SLOW...., actually, most of us did not fire a shot and no geese were taken. We did have them coming over the spread and looking, but none would commit. We kind of knew that it had not gotten cold enough yet for the hunting to be great, but thought we could at least get our specklebelly's. To add to the lack of geese in the area, it was warm and clear, with very little wind. The kids and I still had a great time just getting out together and enjoying each others company, so overall it was a very positive experience. My Daughter really enjoyed laying in the spread and looking at the stars, watching the sun come up, and seeing the different types of geese fly over.
Following are some pics a friend took, some random, and some of a roost pond we found while driving around Friday.
Again, thanks everyone for the advice.
 Enjoy,
Jeff


----------



## JDS (Jul 14, 2004)

Couple more...


----------



## OxbowOutfitters (Feb 17, 2006)

Thus... the reason you can never have enough deekes.. great pics


----------



## chuck leaman (Jul 15, 2004)

This weekend was tough.
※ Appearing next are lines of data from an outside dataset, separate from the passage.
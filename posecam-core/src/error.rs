//! Error types for posecam

use thiserror::Error;

/// Main error type for core posecam operations
#[derive(Error, Debug, Clone, PartialEq, Eq)]
pub enum CoreError {
    /// Initialization error
    #[error("Initialization failed: {reason}")]
    Initialization {
        /// Reason for initialization failure
        reason: String,
    },

    /// A device is already leased to another holder
    #[error("Resource busy: {resource} is held by {holders} lease(s)")]
    ResourceBusy {
        /// Resource that is busy
        resource: String,
        /// Number of outstanding leases on the resource
        holders: u32,
    },

    /// Invalid state error
    #[error("Invalid state: expected {expected}, got {actual}")]
    InvalidState {
        /// Expected state
        expected: String,
        /// Actual state
        actual: String,
    },
}

/// Result type alias for core operations
pub type CoreResult<T> = Result<T, CoreError>;

impl CoreError {
    /// Check if the operation may succeed when attempted again later
    pub fn is_recoverable(&self) -> bool {
        match self {
            CoreError::ResourceBusy { .. } => true,
            CoreError::Initialization { .. } => false,
            CoreError::InvalidState { .. } => false,
        }
    }

    /// Suggested action for the user or caller
    pub fn suggested_action(&self) -> &'static str {
        match self {
            CoreError::ResourceBusy { .. } => {
                "Stop the stream currently holding the device before acquiring it again"
            }
            CoreError::Initialization { .. } => "Check the host runtime and device drivers",
            CoreError::InvalidState { .. } => "Check the component lifecycle order",
        }
    }
}

#[cfg(test)]
mod tests {
    use super::*;

    #[test]
    fn test_busy_error_display() {
        let error = CoreError::ResourceBusy {
            resource: "camera:0".to_string(),
            holders: 1,
        };
        assert_eq!(
            error.to_string(),
            "Resource busy: camera:0 is held by 1 lease(s)"
        );
        assert!(error.is_recoverable());
    }

    #[test]
    fn test_invalid_state_not_recoverable() {
        let error = CoreError::InvalidState {
            expected: "Idle".to_string(),
            actual: "Active".to_string(),
        };
        assert!(!error.is_recoverable());
        assert!(!error.suggested_action().is_empty());
    }
}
The almost complete lack of wind was a killer. There are some geese around but they are sitting in stuff that I wouldnt and for that matter most folks wouldnt hunt in.


----------



## JDS (Jul 14, 2004)

Yes, that is what I heard chuck. I bet that is going to change a bit with this cold front. I should have taken the 2nd weekend in December.


----------



## chuck leaman (Jul 15, 2004)

The geese are acting a little strange this year. We hunt a few places around Beasley/Taverner and usually dont see many geese except for a few specks in November. Thanksgiving day I was heading into town on 90 and saw around 6-7,000 in the air. Just waves of em. They have been in the area since the second week of November. They were in a rice field just North of 90 and 1875 for 2 weeks in early November. They do have alot of options at the moment with lots of food and water around. No need to go back to the roost for water so they just arent moving much.


----------



## JDS (Jul 14, 2004)

Good point chuck. I also heard that the hatch was somewhere in the neighborhood of 5%, so the majority of geese out there are older and at least somewhat spread shy.


----------



## chuck leaman (Jul 15, 2004)

Ive seen groups on the ground with anywhere from 5%-20% young birds. Not good but not a total bust either. Ive also heard that the snows yet to make it here have a higher percentage of juvies. We just have to wait and see.


----------



## grand poobah (Nov 6, 2007)

*GOOSE HUNTING*

I agree it's been a tough season. After opening day limit of 18 specs I've only goose hunted one other time until Friday. Friday we had a 6 man limit of specs(12), then only 6 specs on Sat. Sun produced only 3 specs, didn't hunt todays, couldn't figure how to shoot 1 1/2 Specs.
This front has pushed in alot of new birds, I also have counted better than expected snow hatch but they have been tough so far.

Good luck
Grand Poobah


----------



## chuck leaman (Jul 15, 2004)

If it rains the 1-2" they have predicted today we are gonna need snorkels to hunt em this weekend. It still hasnt dried out from the 3" we got the Friday before Thanksgiving. It looks like I will be sleeping in and catching up on some yard work this weekend.


----------



## Hullahopper (May 24, 2004)

I appreciate the update fellows! Our 450 acre lease is just northeast of Eagle Lake and last weekend was extremely slow as well. Lots and lots of flooded rice fields for them to choose from right now.


----------



## chuck leaman (Jul 15, 2004)

Looks like the weather folks are calling far a 30% chance of some snow for Friday. We may actually have a Winter this year after all. I bet we see alot more geese hit the prairie in the next few days. Full moon and cold as heck should do the trick.


----------



## JDS (Jul 14, 2004)

I have heard that the conservation order season is a very good time to goose hunt, is this usually the case?


----------



## Hullahopper (May 24, 2004)

JDS said:


> I have heard that the conservation order season is a very good time to goose hunt, is this usually the case?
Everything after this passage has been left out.